• [WHAT IS BEING ASKED]: After reading the entries below, copy word for word the lines from the first through the line containing "use serde::Deserialize;", and stop there.

··· EXERCISE INPUT ···

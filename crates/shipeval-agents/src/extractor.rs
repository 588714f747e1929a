//! The extractor: decomposes a target response into atomic claims.
//!
//! One LLM call, one coercion pass, one strict schema check. Claim ids are
//! renumbered `C1..Cn` in output order so trial-scoped uniqueness never
//! depends on the model numbering correctly, and every quote span is
//! checked against the bounds of the source text. Protocol failures get
//! one retry with the same prompt before surfacing.

use std::sync::Arc;

use serde::Deserialize;
use serde_json::json;
use tracing::{debug, warn};

use shipeval_contracts::{
    chat::{ChatMessage, GenerateOptions},
    claim::Claim,
    error::{EvalError, EvalResult},
};
use shipeval_providers::ModelProvider;

use crate::coerce::extract_json;
use crate::prompts::{agent_request, EXTRACTOR_PROMPT_V1};

/// Protocol failures allow one retry with the same prompt.
const AGENT_ATTEMPTS: u32 = 2;

/// The claim extractor agent.
pub struct Extractor {
    provider: Arc<dyn ModelProvider>,
    options: GenerateOptions,
}

impl Extractor {
    pub fn new(provider: Arc<dyn ModelProvider>, options: GenerateOptions) -> Self {
        Self { provider, options }
    }

    /// Extract claims from `response_text`.
    ///
    /// # Errors
    ///
    /// `NoJsonFound` / `AgentProtocol` after the retry budget is spent;
    /// provider errors pass through untouched.
    pub async fn extract(&self, response_text: &str) -> EvalResult<Vec<Claim>> {
        let messages = vec![
            ChatMessage::system(EXTRACTOR_PROMPT_V1),
            ChatMessage::user(agent_request(
                "extract_claims",
                &json!({ "response_text": response_text }),
            )),
        ];

        let mut last_err = None;
        for attempt in 0..AGENT_ATTEMPTS {
            let response = self.provider.generate(&messages, &self.options).await?;
            match parse_claims(&response.content, response_text) {
                Ok(claims) => {
                    debug!(claim_count = claims.len(), attempt, "extraction complete");
                    return Ok(claims);
                }
                Err(err) => {
                    warn!(attempt, error = %err, "extractor output rejected");
                    last_err = Some(err);
                }
            }
        }
        Err(last_err.unwrap_or_else(|| EvalError::AgentProtocol {
            agent: "extractor".to_string(),
            reason: "no extraction attempts were made".to_string(),
        }))
    }
}

/// Coerce, deserialize, validate spans, renumber.
fn parse_claims(model_output: &str, response_text: &str) -> EvalResult<Vec<Claim>> {
    let value = extract_json(model_output)?;

    #[derive(Deserialize)]
    struct Output {
        claims: Vec<Claim>,
    }
    let output: Output = serde_json::from_value(value).map_err(|e| EvalError::AgentProtocol {
        agent: "extractor".to_string(),
        reason: format!("claims output does not match schema: {e}"),
    })?;

    let mut claims = output.claims;
    for (index, claim) in claims.iter_mut().enumerate() {
        for span in &claim.quote_spans {
            if span.start > span.end || response_text.get(span.start..span.end).is_none() {
                return Err(EvalError::AgentProtocol {
                    agent: "extractor".to_string(),
                    reason: format!(
                        "claim '{}' quote span {}..{} is outside the response text \
                         ({} bytes)",
                        claim.claim_id,
                        span.start,
                        span.end,
                        response_text.len()
                    ),
                });
            }
        }
        claim.claim_id = format!("C{}", index + 1);
    }
    Ok(claims)
}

···

• [FINISHED EXERCISE]:
filename crates/shipeval-agents/src/extractor.rs
repository 588714f747e1929a
//! The extractor: decomposes a target response into atomic claims.
//!
//! One LLM call, one coercion pass, one strict schema check. Claim ids are
//! renumbered `C1..Cn` in output order so trial-scoped uniqueness never
//! depends on the model numbering correctly, and every quote span is
//! checked against the bounds of the source text. Protocol failures get
//! one retry with the same prompt before surfacing.

use std::sync::Arc;

use serde::Deserialize;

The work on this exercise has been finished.